Session Information
04 SES 08 B, Untangling the Racialisation of Disability in Europe: Exploring Intersectional Perspectives
Panel Discussion
Contribution
This panel brings together leading scholars, who adopt an intersectional approach to understanding the complex nexus of race and disability and its impact on multiply-marginalised student populations across Europe. Although the popularity of intersectionality (Crenshaw, 1989) has increased in recent years in Europe, educational research remains at risk of being colour-evasive (Annamma et al, 2016), of failing to challenge erasures of race with other identity markers (e.g. disability) in policy and practice. This issue is central to education, because racialised minorities continue to be disproportionately identified with particular categories of special educational need or disability and subject to disciplinary exclusion. This panel engages in critical discussion about the possibilities of an intersectional approach to educational research. It does so by exploring the historical, colonial and contextual conditions leading to the erasure of race across Europe.

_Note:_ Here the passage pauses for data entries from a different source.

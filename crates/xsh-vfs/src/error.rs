use thiserror::Error;

#[derive(Debug, Error)]
pub enum VfsError {
    #[error("invalid path {0:?}")]
    InvalidPath(String),
    #[error("path not found: {0:?}")]
    NotFound(String),
    #[error("not a directory: {0:?}")]
    NotADirectory(String),
    #[error("not a file: {0:?}")]
    NotAFile(String),
    #[error("{0:?} is a directory")]
    IsDirectory(String),
    #[error("{0:?} is not writable")]
    NotWritable(String),
    #[error("{0:?} matches more than one overlay and policy is Manual")]
    AmbiguousOverlay(String),
    #[error("{0:?} has more than one readable hit")]
    Ambiguous(String),
    #[error("overlay {0} not found")]
    OverlayNotFound(u32),
    #[error("cannot remove the root node")]
    CannotRemoveRoot,
    #[error("linking {0:?} here would make it its own ancestor")]
    WouldCreateCycle(String),
    #[error("mounting is disallowed")]
    MountDenied,
    #[error("host path error: {0}")]
    Host(#[source] std::io::Error),
    #[error("remote mount error: {0}")]
    Remote(String),
    #[error("library mount error: {0}")]
    Library(String),
}

pub type VfsResult<T> = Result<T, VfsError>;
use std::collections::HashMap;

use crate::commands::{run, usage};
use crate::dispatch::{CommandResult, Handler};
use crate::session::Session;

pub fn register(commands: &mut HashMap<&'static str, Handler>) {
    commands.insert("tag.add", tag_add);
    commands.insert("tag.remove", tag_remove);
    commands.insert("tag.list", tag_list);
    commands.insert("tag.clear", tag_clear);
    commands.insert("tag.has", tag_has);
}

fn resolve(session: &Session, path: &str) -> crate::error::ShellResult<(u32, xsh_vfs::NodeId)> {
    let ovl = session.vfs.pick_overlay(path)?;
    let id = session.vfs.resolve_for_overlay(path, ovl)?;
    Ok((ovl, id))
}

fn tag_add(session: &mut Session, args: &[String], _stdin: &str) -> CommandResult {
    run(|| {
        if args.len() < 2 {
            return Err(usage("tag.add <path> <tag>"));
        }
        let path = session.vfs.normalize(&args[0]);
        let (_, id) = resolve(session, &path)?;
        let tag_id = session.vfs.tag_registry.register(&args[1]);
        session.vfs.tag_storage.add_tag(id, tag_id);
        Ok(String::new())
    })
}

fn tag_remove(session: &mut Session, args: &[String], _stdin: &str) -> CommandResult {
    run(|| {
        if args.len() < 2 {
            return Err(usage("tag.remove <path> <tag>"));
        }
        let path = session.vfs.normalize(&args[0]);
        let (_, id) = resolve(session, &path)?;
        let tag_id = session.vfs.tag_registry.id_of(&args[1]);
        session.vfs.tag_storage.remove_tag(id, tag_id);
        Ok(String::new())
    })
}

fn tag_list(session: &mut Session, args: &[String], _stdin: &str) -> CommandResult {
    run(|| {
        let path = args.first().ok_or_else(|| usage("tag.list <path>"))?;
        let normalized = session.vfs.normalize(path);
        let (_, id) = resolve(session, &normalized)?;
        let mut names: Vec<&str> = session
            .vfs
            .tag_storage
            .tags_of(id)
            .iter()
            .filter_map(|tag| session.vfs.tag_registry.name_of(tag))
            .collect();
        names.sort_unstable();
        Ok(names.join("\n") + if names.is_empty() { "" } else { "\n" })
    })
}

fn tag_clear(session: &mut Session, args: &[String], _stdin: &str) -> CommandResult {
    run(|| {
        let path = args.first().ok_or_else(|| usage("tag.clear <path>"))?;
        let normalized = session.vfs.normalize(path);
        let (_, id) = resolve(session, &normalized)?;
        session.vfs.tag_storage.clear(id);
        Ok(String::new())
    })
}

fn tag_has(session: &mut Session, args: &[String], _stdin: &str) -> CommandResult {
    run(|| {
        if args.len() < 2 {
            return Err(usage("tag.has <path> <tag>"));
        }
        let path = session.vfs.normalize(&args[0]);
        let (_, id) = resolve(session, &path)?;
        let tag_id = session.vfs.tag_registry.id_of(&args[1]);
        Ok(format!("{}\n", session.vfs.tag_storage.has_tag(id, tag_id)))
    })
}

#[cfg(test)]
mod tests {
    use super::*;
    use crate::dispatch::execute_line;

    #[test]
    fn add_list_and_clear_tags() {
        let mut session = Session::new();
        session.vfs.touch("/a.txt", 0).unwrap();
        execute_line(&mut session, "tag.add /a.txt doc");
        execute_line(&mut session, "tag.add /a.txt draft");
        let listed = execute_line(&mut session, "tag.list /a.txt");
        assert_eq!(listed.output, "doc\ndraft\n");
        execute_line(&mut session, "tag.clear /a.txt");
        assert_eq!(execute_line(&mut session, "tag.list /a.txt").output, "");
    }
}
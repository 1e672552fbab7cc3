//! Tag registry and bitset tag sets (§3.3). Node identity is modeled as an
//! opaque `u64` ([`NodeId`]) rather than a raw pointer so the storage map
//! stays safe and `Send`.

pub mod registry;
pub mod storage;
pub mod tagset;

pub use registry::TagRegistry;
pub use storage::TagStorage;
pub use tagset::TagSet;

/// Reserved id meaning "no tag" (mirrors `TAG_INVALID` in the reference).
pub const TAG_INVALID: TagId = 0;

pub type TagId = u32;

/// Stable identity for a VFS node, independent of which overlay currently
/// holds it. Assigned once at node construction and never reused.
pub type NodeId = u64;
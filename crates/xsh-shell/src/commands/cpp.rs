use std::collections::HashMap;

use xsh_cppast::{
    add_expr_stmt, add_function, add_include, add_param, add_print, add_rangefor, add_raw_stmt, add_return, add_return_int, add_vardecl, dump_to_vfs,
    make_tu, ExprSpec,
};

use crate::commands::{run, usage};
use crate::dispatch::{CommandResult, Handler};
use crate::session::Session;

pub fn register(commands: &mut HashMap<&'static str, Handler>) {
    commands.insert("cpp.tu", cpp_tu);
    commands.insert("cpp.include", cpp_include);
    commands.insert("cpp.func", cpp_func);
    commands.insert("cpp.param", cpp_param);
    commands.insert("cpp.print", cpp_print);
    commands.insert("cpp.vardecl", cpp_vardecl);
    commands.insert("cpp.expr", cpp_expr);
    commands.insert("cpp.stmt", cpp_stmt);
    commands.insert("cpp.return", cpp_return);
    commands.insert("cpp.returni", cpp_returni);
    commands.insert("cpp.rangefor", cpp_rangefor);
    commands.insert("cpp.dump", cpp_dump);
}

fn cpp_tu(session: &mut Session, args: &[String], _stdin: &str) -> CommandResult {
    run(|| {
        let path = args.first().ok_or_else(|| usage("cpp.tu <path>"))?;
        let normalized = session.vfs.normalize(path);
        let ovl = session.current_overlay;
        make_tu(&mut session.vfs, &normalized, ovl)?;
        Ok(String::new())
    })
}

fn cpp_include(session: &mut Session, args: &[String], _stdin: &str) -> CommandResult {
    run(|| {
        if args.len() < 2 {
            return Err(usage("cpp.include <tuPath> <header> [angled]"));
        }
        let tu_path = session.vfs.normalize(&args[0]);
        let angled = args.get(2).map(String::as_str) != Some("quoted");
        let ovl = session.current_overlay;
        add_include(&mut session.vfs, &tu_path, &args[1], angled, ovl)?;
        Ok(String::new())
    })
}

fn cpp_func(session: &mut Session, args: &[String], _stdin: &str) -> CommandResult {
    run(|| {
        if args.len() < 3 {
            return Err(usage("cpp.func <tuPath> <returnType> <name>"));
        }
        let tu_path = session.vfs.normalize(&args[0]);
        let ovl = session.current_overlay;
        add_function(&mut session.vfs, &tu_path, &args[1], &args[2], ovl)?;
        Ok(String::new())
    })
}

fn cpp_param(session: &mut Session, args: &[String], _stdin: &str) -> CommandResult {
    run(|| {
        if args.len() < 3 {
            return Err(usage("cpp.param <funcPath> <type> <name>"));
        }
        let func_path = session.vfs.normalize(&args[0]);
        let ovl = session.current_overlay;
        add_param(&mut session.vfs, &func_path, &args[1], &args[2], ovl)?;
        Ok(String::new())
    })
}

fn cpp_print(session: &mut Session, args: &[String], _stdin: &str) -> CommandResult {
    run(|| {
        let compound_path = args.first().ok_or_else(|| usage("cpp.print <compoundPath> [text...]"))?;
        let normalized = session.vfs.normalize(compound_path);
        let parts: Vec<ExprSpec> = args[1..].iter().map(|a| ExprSpec::Str(a.clone())).collect();
        let ovl = session.current_overlay;
        add_print(&mut session.vfs, &normalized, parts, ovl)?;
        Ok(String::new())
    })
}

fn cpp_vardecl(session: &mut Session, args: &[String], _stdin: &str) -> CommandResult {
    run(|| {
        if args.len() < 3 {
            return Err(usage("cpp.vardecl <compoundPath> <type> <name> [init]"));
        }
        let compound_path = session.vfs.normalize(&args[0]);
        let init = args.get(3).map(String::as_str);
        let ovl = session.current_overlay;
        add_vardecl(&mut session.vfs, &compound_path, &args[1], &args[2], init, ovl)?;
        Ok(String::new())
    })
}

fn cpp_expr(session: &mut Session, args: &[String], _stdin: &str) -> CommandResult {
    run(|| {
        if args.len() < 2 {
            return Err(usage("cpp.expr <compoundPath> <rawExpr>"));
        }
        let compound_path = session.vfs.normalize(&args[0]);
        let ovl = session.current_overlay;
        add_expr_stmt(&mut session.vfs, &compound_path, ExprSpec::Raw(args[1..].join(" ")), ovl)?;
        Ok(String::new())
    })
}

fn cpp_stmt(session: &mut Session, args: &[String], _stdin: &str) -> CommandResult {
    run(|| {
        if args.len() < 2 {
            return Err(usage("cpp.stmt <compoundPath> <text...>"));
        }
        let compound_path = session.vfs.normalize(&args[0]);
        let ovl = session.current_overlay;
        add_raw_stmt(&mut session.vfs, &compound_path, &args[1..].join(" "), ovl)?;
        Ok(String::new())
    })
}

fn cpp_return(session: &mut Session, args: &[String], _stdin: &str) -> CommandResult {
    run(|| {
        let compound_path = args.first().ok_or_else(|| usage("cpp.return <compoundPath> [rawExpr...]"))?;
        let normalized = session.vfs.normalize(compound_path);
        let expr = if args.len() > 1 { Some(ExprSpec::Raw(args[1..].join(" "))) } else { None };
        let ovl = session.current_overlay;
        add_return(&mut session.vfs, &normalized, expr, ovl)?;
        Ok(String::new())
    })
}

fn cpp_returni(session: &mut Session, args: &[String], _stdin: &str) -> CommandResult {
    run(|| {
        if args.len() < 2 {
            return Err(usage("cpp.returni <compoundPath> <int>"));
        }
        let compound_path = session.vfs.normalize(&args[0]);
        let value: i64 = args[1].parse().map_err(|_| usage("value must be an integer"))?;
        let ovl = session.current_overlay;
        add_return_int(&mut session.vfs, &compound_path, value, ovl)?;
        Ok(String::new())
    })
}

fn cpp_rangefor(session: &mut Session, args: &[String], _stdin: &str) -> CommandResult {
    run(|| {
        if args.len() < 3 {
            return Err(usage("cpp.rangefor <compoundPath> <decl> <range>"));
        }
        let compound_path = session.vfs.normalize(&args[0]);
        let ovl = session.current_overlay;
        add_rangefor(&mut session.vfs, &compound_path, &args[1], &args[2], ovl)?;
        Ok(String::new())
    })
}

fn cpp_dump(session: &mut Session, args: &[String], _stdin: &str) -> CommandResult {
    run(|| {
        if args.len() < 2 {
            return Err(usage("cpp.dump <tuPath> <filePath>"));
        }
        let tu_path = session.vfs.normalize(&args[0]);
        let file_path = session.vfs.normalize(&args[1]);
        let ovl = session.current_overlay;
        dump_to_vfs(&mut session.vfs, ovl, &tu_path, &file_path)?;
        let data = session.vfs.read(&file_path, Some(ovl))?;
        Ok(String::from_utf8_lossy(&data).into_owned())
    })
}

#[cfg(test)]
mod tests {
    use super::*;
    use crate::dispatch::execute_line;

    #[test]
    fn builds_and_dumps_hello_world() {
        let mut session = Session::new();
        session.vfs.mkdir("/cpp", 0).unwrap();
        execute_line(&mut session, "cpp.tu /cpp/tu");
        execute_line(&mut session, "cpp.include /cpp/tu iostream");
        execute_line(&mut session, "cpp.func /cpp/tu int main");
        execute_line(&mut session, "cpp.print /cpp/tu/main/body Hello");
        execute_line(&mut session, "cpp.returni /cpp/tu/main/body 0");
        let result = execute_line(&mut session, "cpp.dump /cpp/tu /cpp/out.cpp");
        assert!(result.success, "{}", result.output);
        assert!(result.output.contains("#include <iostream>"));
        assert!(result.output.contains("int main"));
    }
}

Lastly, the panel hopes to stimulate a wider debate on these issues.
Paper 1 (Peter Hick)
From the early eugenicists and the origins of IQ testing, racism has been fundamentally imbricated in the history of education in the UK. Educational psychology colluded with the pseudoscientific fraud of Cyril Burt, framing a rationale for the postwar tripartite secondary education system. Colonial racism shaped the context for the labelling of children of the Windrush generation as ‘subnormal’; and created the legacy of disproportionate disciplinary exclusion and identification of children from racialised minorities with particular categories of special educational need.
The attempts of successive governments to deny the existence of institutional racism, have all but erased a language for discussing race in schooling. Intersectional analysis has at times been reduced to a fragmentation of categories of ethnicity and special educational need in administrative data. Yet there remains an urgent need to untangle these complex issues and to address these injustices.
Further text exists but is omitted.